Un refuerzo importante en aquel impulso de educar a las mujeres vino de Estados Unidos con Alice Gordon Gulick y su International Institute for Girls in Spain, establecido en Santander y San Sebastián y posteriormente en Madrid. En este centro, profesoras americanas educadas en los colleges femeninos de Massachusetts empezaron a instruir con métodos didácticos americanos a jóvenes españolas que después se examinaban por libre en nuestros institutos y universidades, al tiempo que proporcionaban modelos femeninos inéditos en la sociedad española: mujeres cultas, profesionales, elegantes, inteligentes e independientes.
La colaboración entre el Instituto Internacional y la Junta de Ampliación de Estudios e Investigaciones Científicas (la JAE), creada en 1907 y dirigida de facto por José Castillejo, daría como resultado la posibilidad de que muchas de las escasas universitarias españolas pudiesen trasladarse como becarias de la JAE a universidades norteamericanas, en programas de intercambio, para ampliar su formación académica, educativa y social, y cristalizaría en 1915 en la Residencia de Señoritas de Madrid, que alojaba estudiantes de toda España, y de su Laboratorio Foster de Química, donde se impartían cursos prácticos reconocidos por las Facultades de Ciencias y Farmacia.
Castillejo tuvo mucho que ver en aquella Real Orden de 1910. También Julio Burell, ministro de Instrucción Pública unos meses después, que en septiembre de ese año promulgó otra Real Orden que disponía que "la posesión de los diversos títulos académicos habilitará a la mujer para el ejercicio de cuantas profesiones tengan relación con el Ministerio de Instrucción Pública", incluyendo explícitamente la posibilidad de opositar a cátedras.

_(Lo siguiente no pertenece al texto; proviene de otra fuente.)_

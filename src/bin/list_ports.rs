use serialport::{SerialPortType, available_ports};
use tracing::info;

fn main() {
    tracing_subscriber::fmt::init();

    info!("Listing serial ports...");

    match available_ports() {
        Ok(ports) => {
            if ports.is_empty() {
                info!("No serial ports found.");
                return;
            }
            for port in ports {
                info!("Port: {}", port.port_name);
                match port.port_type {
                    SerialPortType::UsbPort(usb) => {
                        info!(
                            "  USB VID: {:#06x}, PID: {:#06x}",
                            usb.vid, usb.pid
                        );
                        if let Some(product) = usb.product {
                            info!("  Product: {}", product);
                        }
                        if let Some(serial) = usb.serial_number {
                            info!("  Serial: {}", serial);
                        }
                    }
                    other => info!("  Type: {:?}", other),
                }
            }
        }
        Err(e) => {
            eprintln!("Error listing serial ports: {:?}", e);
        }
    }
}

Él también estaba comprometido con la educación de las mujeres. Su hija Consuelo estudiaba en el Instituto-Escuela de la Institución Libre de Enseñanza y pudo cursar una licenciatura. Años después llegaría, como catedrática de Lengua y Literatura, al Instituto de Las Palmas y tendría como alumna a una chica deportista y rebelde, Carmen Laforet, a quien las enseñanzas de Consuelo y su forma de estar en el mundo la hicieron sentir por ella una viva amistad que se mantuvo casi hasta la muerte de Consuelo. Al terminar la guerra, una jovencísima Laforet se trasladó a Barcelona donde escribiría su extraordinaria primera novela Nada. Las semillas germinaron y fructificaron, en este y otros muchos campos, aun después de haber arrasado con todo aquello la Guerra Civil.

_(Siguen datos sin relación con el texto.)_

use crate::status::StatusCode;
use std::time::{Duration, Instant};

/// One rate-limited diagnostic report.
#[derive(Debug, Clone, Copy, PartialEq, Eq)]
pub struct ErrorReport {
    /// Failures recorded in the current window.
    pub count: u32,
    /// Status of the failure that produced this report.
    pub last_status: StatusCode,
}

/// Rolling error counter that bounds diagnostic volume to one report per
/// window, however many reads fail. A disconnected sensor timing out on
/// every retry produces one line a minute, not one per attempt.
#[derive(Debug)]
pub struct ErrorRateTracker {
    window: Duration,
    window_start: Instant,
    count: u32,
    last_report: Instant,
}

impl ErrorRateTracker {
    pub fn new(window: Duration, now: Instant) -> Self {
        Self {
            window,
            window_start: now,
            count: 0,
            last_report: now,
        }
    }

    /// Count one failure. Returns a report when one is due, at most once
    /// per window; crossing the window boundary drops the old count.
    pub fn record(&mut self, status: StatusCode, now: Instant) -> Option<ErrorReport> {
        if now.duration_since(self.window_start) > self.window {
            self.window_start = now;
            self.count = 0;
        }
        self.count += 1;

        if now.duration_since(self.last_report) >= self.window {
            self.last_report = now;
            return Some(ErrorReport {
                count: self.count,
                last_status: status,
            });
        }
        None
    }

    pub fn count(&self) -> u32 {
        self.count
    }
}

Al comenzar este curso no podemos por menos que mirar atrás y ver el largo camino recorrido en la integración de las mujeres como ciudadanas de pleno derecho en nuestra sociedad. Primero fue el derecho a una educación equivalente a la de los varones y el de ser nosotras mismas educadoras. Luego, en 1931, el derecho al voto, que se perdería para toda la ciudadanía durante 41 años, desde 1936 a 1977. También pudo parecer en los años de posguerra que las mujeres se retiraban de las universidades, pero, tras un paréntesis, las jóvenes españolas irrumpieron en las aulas universitarias durante la década de los cincuenta para quedarse, y actualmente son mayoría entre el alumnado universitario español.
Hoy aún tenemos pendiente la plena integración social de las mujeres, sin costumbres que nos marginen, sin prejuicios que nos minusvaloren. Hombres y mujeres somos diferentes, afortunadamente, pero no desiguales. Y la bendita educación es, no solo como pensaban Arenal, Giner, o Castillejo, un motor de desarrollo de la sociedad, sino también uno de los factores que impulsan día a día una sociedad más justa y equitativa. Tenemos motivos para celebrar este centenario.
Catalina Lara es catedrática de Bioquímica y Biología Molecular de la Universidad de Sevilla.